Mr Sinodinos continued: “We’ve seen that with the new government….. they’ve been interested in how they would handle the global crisis. And don’t forget that those sorts of crises give a big potential boost to incumbents, because when you’re an incumbent you can do things.”

The thoughts on Opposition of one of the key minds of the former government.

—–

Mark - Breakfast EP:

It’s not often you come across a person with a brand new liver.

To have two liver transplant recipients on the same radio show in the space of two hours is highly unusual, to say the least.

But that was exactly the scenario on NewsRadio Breakfast this morning.

First, the return to the public eye of Apple Founder Steve Jobs…..on stage in California to launch a new Ipod innovation.

He looked gaunt and spoke quietly — obviously still recovering from his transplant earlier this year — but you could almost hear a collective sigh of relief from the tech-savvy community as the man that brought you the Mac, the IPod and the IPhone walked gingerly onto stage in his trademark jeans and black skivvy.

During Jobs’ short presentation - during which he extolled the virtues of organ donations - Apple’s shares rallied on the New York Stock exchange.

The other recipient of a new liver on the show this morning was Paul Stewart.

The last time I saw Stewart in the flesh (about 25 years ago), the former hard-drinking, over-weight journo, was on-stage with the legendary Melbourne 80’s band, Painters and Dockers.

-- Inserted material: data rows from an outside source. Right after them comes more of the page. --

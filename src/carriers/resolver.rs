//! Tiered carrier name resolution.
//!
//! Free-text carrier input (a code, a display name, or something close to
//! one) is matched against the vocabulary by an ordered cascade of pure
//! matchers; the first tier that produces a hit wins. The substring and
//! token-overlap constants are tuning policy, not correctness logic.

use regex::Regex;

use crate::carriers::registry::CarrierEntry;

/// Minimum token-overlap score for the final tier.
const TOKEN_OVERLAP_THRESHOLD: f64 = 0.5;

/// Tokens too generic to signal a specific carrier.
const STOP_WORDS: &[&str] = &["express", "post", "courier", "delivery", "logistics", "shipping"];

/// Deployment-level aliasing applied before the tiered match: sub-brands
/// that always map to a parent code, and tracking-number prefixes that
/// force a code. Data, not algorithm.
pub struct AliasRules {
    /// Lowercased carrier text -> code.
    name_aliases: Vec<(String, String)>,
    /// Tracking-number pattern -> code. Checked before name aliases.
    tracking_rules: Vec<(Regex, String)>,
}

impl Default for AliasRules {
    fn default() -> Self {
        let mut rules = Self::empty();
        // Dragonfly is Intelcom's consumer brand.
        rules.add_name_alias("dragonfly", "intelc");
        // "JY…" numbers are UniUni last-mile deliveries (often AliExpress
        // shipments); trust the number over the claimed carrier.
        rules.add_tracking_rule(r"^JY", "uniuni");
        rules
    }
}

impl AliasRules {
    /// No aliasing at all.
    pub fn empty() -> Self {
        Self {
            name_aliases: Vec::new(),
            tracking_rules: Vec::new(),
        }
    }

    pub fn add_name_alias(&mut self, carrier_text: &str, code: &str) {
        self.name_aliases
            .push((carrier_text.to_lowercase(), code.to_string()));
    }

    /// Panics on an invalid pattern; rules are static configuration.
    pub fn add_tracking_rule(&mut self, pattern: &str, code: &str) {
        let regex = Regex::new(pattern).expect("invalid tracking alias pattern");
        self.tracking_rules.push((regex, code.to_string()));
    }

    /// First matching rule's code, tracking rules before name aliases.
    pub fn apply(&self, carrier_text: &str, tracking_number: &str) -> Option<&str> {
        for (regex, code) in &self.tracking_rules {
            if regex.is_match(tracking_number) {
                return Some(code);
            }
        }
        let needle = carrier_text.trim().to_lowercase();
        self.name_aliases
            .iter()
            .find(|(alias, _)| *alias == needle)
            .map(|(_, code)| code.as_str())
    }
}

/// Resolve free-text input against a fixed vocabulary.
///
/// Tiers, first hit wins: exact code, exact display name, substring
/// containment (shortest name), token overlap (highest score).
pub fn resolve_in(entries: &[CarrierEntry], input: &str) -> Option<String> {
    let needle = input.trim().to_lowercase();
    if needle.is_empty() {
        return None;
    }

    let tiers: [fn(&[CarrierEntry], &str) -> Option<usize>; 4] = [
        match_exact_code,
        match_exact_name,
        match_substring,
        match_token_overlap,
    ];
    tiers
        .iter()
        .find_map(|tier| tier(entries, &needle))
        .map(|i| entries[i].code.clone())
}

/// Tier 1: the input is a canonical code.
fn match_exact_code(entries: &[CarrierEntry], needle: &str) -> Option<usize> {
    entries
        .iter()
        .position(|e| e.code.eq_ignore_ascii_case(needle))
}

/// Tier 2: the input is a display name, ignoring case.
fn match_exact_name(entries: &[CarrierEntry], needle: &str) -> Option<usize> {
    entries
        .iter()
        .position(|e| e.name.to_lowercase() == needle)
}

/// Tier 3: substring containment either direction. The shortest matching
/// display name wins, so a shared brand prefix resolves to the generic
/// service rather than a longer specific one. First-seen breaks ties.
fn match_substring(entries: &[CarrierEntry], needle: &str) -> Option<usize> {
    let mut best: Option<(usize, usize)> = None;
    for (i, entry) in entries.iter().enumerate() {
        let name = entry.name.to_lowercase();
        if !name.contains(needle) && !needle.contains(name.as_str()) {
            continue;
        }
        if best.map(|(_, len)| name.len() < len).unwrap_or(true) {
            best = Some((i, name.len()));
        }
    }
    best.map(|(i, _)| i)
}

/// Tier 4: token-overlap scoring. Both sides are tokenized on
/// whitespace/hyphen/ampersand with generic stop-words dropped;
/// score = |shared| / max(|input|, |name|). Highest score at or above
/// the threshold wins; ties go to the shorter name, then first-seen.
fn match_token_overlap(entries: &[CarrierEntry], needle: &str) -> Option<usize> {
    let input_tokens = tokenize(needle);
    if input_tokens.is_empty() {
        return None;
    }

    let mut best: Option<(usize, f64, usize)> = None;
    for (i, entry) in entries.iter().enumerate() {
        let name = entry.name.to_lowercase();
        let name_tokens = tokenize(&name);
        if name_tokens.is_empty() {
            continue;
        }

        let shared = input_tokens
            .iter()
            .filter(|t| name_tokens.contains(*t))
            .count();
        let score = shared as f64 / input_tokens.len().max(name_tokens.len()) as f64;
        if score < TOKEN_OVERLAP_THRESHOLD {
            continue;
        }

        let better = match best {
            None => true,
            Some((_, best_score, best_len)) => {
                score > best_score || (score == best_score && name.len() < best_len)
            }
        };
        if better {
            best = Some((i, score, name.len()));
        }
    }
    best.map(|(i, _, _)| i)
}

fn tokenize(s: &str) -> Vec<&str> {
    s.split(|c: char| c.is_whitespace() || c == '-' || c == '&')
        .filter(|t| !t.is_empty() && !STOP_WORDS.contains(t))
        .collect()
}

#[cfg(test)]
mod tests {
    use super::*;

    fn vocabulary() -> Vec<CarrierEntry> {
        [
            ("ups", "UPS"),
            ("fedex", "FedEx"),
            ("usps", "USPS"),
            ("dhl", "DHL Express"),
            ("dhlgm", "DHL Global Mail"),
            ("amzlus", "Amazon US"),
            ("amzlca", "Amazon Canada"),
            ("ont", "OnTrac"),
            ("laser", "OnTrac - Lasership"),
            ("cp", "Canada Post"),
            ("canpar", "Canpar"),
            ("puro", "Purolator"),
            ("intelc", "Dragonfly - Intelcom"),
            ("loom", "Loomis Express"),
            ("dicom", "GLS Canada"),
            ("nationex", "Nationex"),
            ("ics", "ICS Courier"),
            ("rm", "Royal Mail"),
            ("au", "Australia Post"),
            ("pbi", "PBI - Pitney Bowes"),
        ]
        .into_iter()
        .map(|(code, name)| CarrierEntry {
            code: code.into(),
            name: name.into(),
        })
        .collect()
    }

    #[test]
    fn matches_by_exact_code() {
        let vocab = vocabulary();
        assert_eq!(resolve_in(&vocab, "ups"), Some("ups".into()));
        assert_eq!(resolve_in(&vocab, "fedex"), Some("fedex".into()));
    }

    #[test]
    fn matches_by_exact_name_case_insensitive() {
        let vocab = vocabulary();
        assert_eq!(resolve_in(&vocab, "FedEx"), Some("fedex".into()));
        assert_eq!(resolve_in(&vocab, "FEDEX"), Some("fedex".into()));
        assert_eq!(resolve_in(&vocab, "Canada Post"), Some("cp".into()));
        assert_eq!(resolve_in(&vocab, "canada post"), Some("cp".into()));
        assert_eq!(resolve_in(&vocab, "Loomis Express"), Some("loom".into()));
    }

    #[test]
    fn matches_by_substring_preferring_shortest_name() {
        let vocab = vocabulary();
        // "DHL" is contained in both DHL names; the shorter one wins.
        assert_eq!(resolve_in(&vocab, "DHL"), Some("dhl".into()));
        assert_eq!(match_substring(&vocab, "dhl"), Some(3));
        // Input containing the name also counts.
        assert_eq!(resolve_in(&vocab, "Purolator Inc."), Some("puro".into()));
        assert_eq!(resolve_in(&vocab, "Intelcom"), Some("intelc".into()));
    }

    #[test]
    fn matches_by_token_overlap() {
        let vocab = vocabulary();
        // Not a substring either direction; token overlap is 1.0.
        assert_eq!(resolve_in(&vocab, "global mail DHL"), Some("dhlgm".into()));
    }

    #[test]
    fn amazon_resolves_to_shorter_of_tied_names() {
        let vocab = vocabulary();
        assert_eq!(resolve_in(&vocab, "Amazon"), Some("amzlus".into()));
    }

    #[test]
    fn token_overlap_tie_breaks_on_name_length() {
        let vocab = vocabulary();
        // Both Amazon entries score 0.5 against "amazon"; "Amazon US"
        // is shorter than "Amazon Canada".
        assert_eq!(match_token_overlap(&vocab, "amazon"), Some(5));
    }

    #[test]
    fn token_overlap_below_threshold_is_rejected() {
        let vocab = vocabulary();
        // {amazon, prime, video} shares one token of three: 0.33 < 0.5.
        assert_eq!(resolve_in(&vocab, "Amazon Prime Video"), None);
    }

    #[test]
    fn trims_and_lowercases_input() {
        let vocab = vocabulary();
        assert_eq!(resolve_in(&vocab, "  UPS  "), Some("ups".into()));
    }

    #[test]
    fn unknown_carrier_is_unresolved() {
        let vocab = vocabulary();
        assert_eq!(resolve_in(&vocab, "Totally Fake Carrier"), None);
        assert_eq!(resolve_in(&vocab, ""), None);
        assert_eq!(resolve_in(&vocab, "   "), None);
    }

    #[test]
    fn stop_words_are_ignored_in_token_overlap() {
        let vocab = vocabulary();
        // "loomis" vs "Loomis Express" -> {loomis} both sides after
        // stop-word removal, score 1.0.
        assert_eq!(match_token_overlap(&vocab, "loomis shipping"), Some(13));
    }

    #[test]
    fn alias_rules_tracking_prefix_beats_name_alias() {
        let rules = AliasRules::default();
        assert_eq!(rules.apply("Dragonfly", "D123"), Some("intelc"));
        assert_eq!(rules.apply("Dragonfly", "JY25CA10A002279541"), Some("uniuni"));
        assert_eq!(rules.apply("UPS", "1Z999AA10123456784"), None);
    }

    #[test]
    fn alias_rules_are_case_insensitive_on_names() {
        let rules = AliasRules::default();
        assert_eq!(rules.apply("  dragonfly ", "D123"), Some("intelc"));
    }

    #[test]
    fn empty_alias_rules_match_nothing() {
        let rules = AliasRules::empty();
        assert_eq!(rules.apply("Dragonfly", "JY123"), None);
    }
}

On that occasion he’d obviously already had a skinful - his shirt was off, he was gyrating in a really dodgy pair of tracky-daks which kept falling down and he was belting out a version of the P&D’s surreal classic “The Boy Who Lost His Jocks On Flinders Street Station”.

This morning it was a svelte and sober — but just as charismatic — Paul Stewart who came into the Breakfast studio to talk to Glen about the Australian Federal Police’s decision to start a war crimes investigation into the deaths of the Balibo 5.

You see, Stewart’s elder brother, Tony, was one of the 5 Australian-based newsmen killed in Balibo in 1975.

Does he welcome an AFP probe into the deaths of his brother and his four colleagues (Greg Shackleton, Gary Cunningham, Malcolm Rennie and Brian Peters) and the subsequent execution of another Australian, Roger East?

Paul Stewart — who now spends a lot of his time raising money for causes in East Timor — told Glen that he welcomes the probe but he also wants a wide-ranging inquiry into the huge numbers of East Timorese who died during Indonesia’s occupation of the former Portuguese colony.

“Six white guys…..but one-hundred-and-eighty-three thousand East Timorese died as well” says Paul Stewart.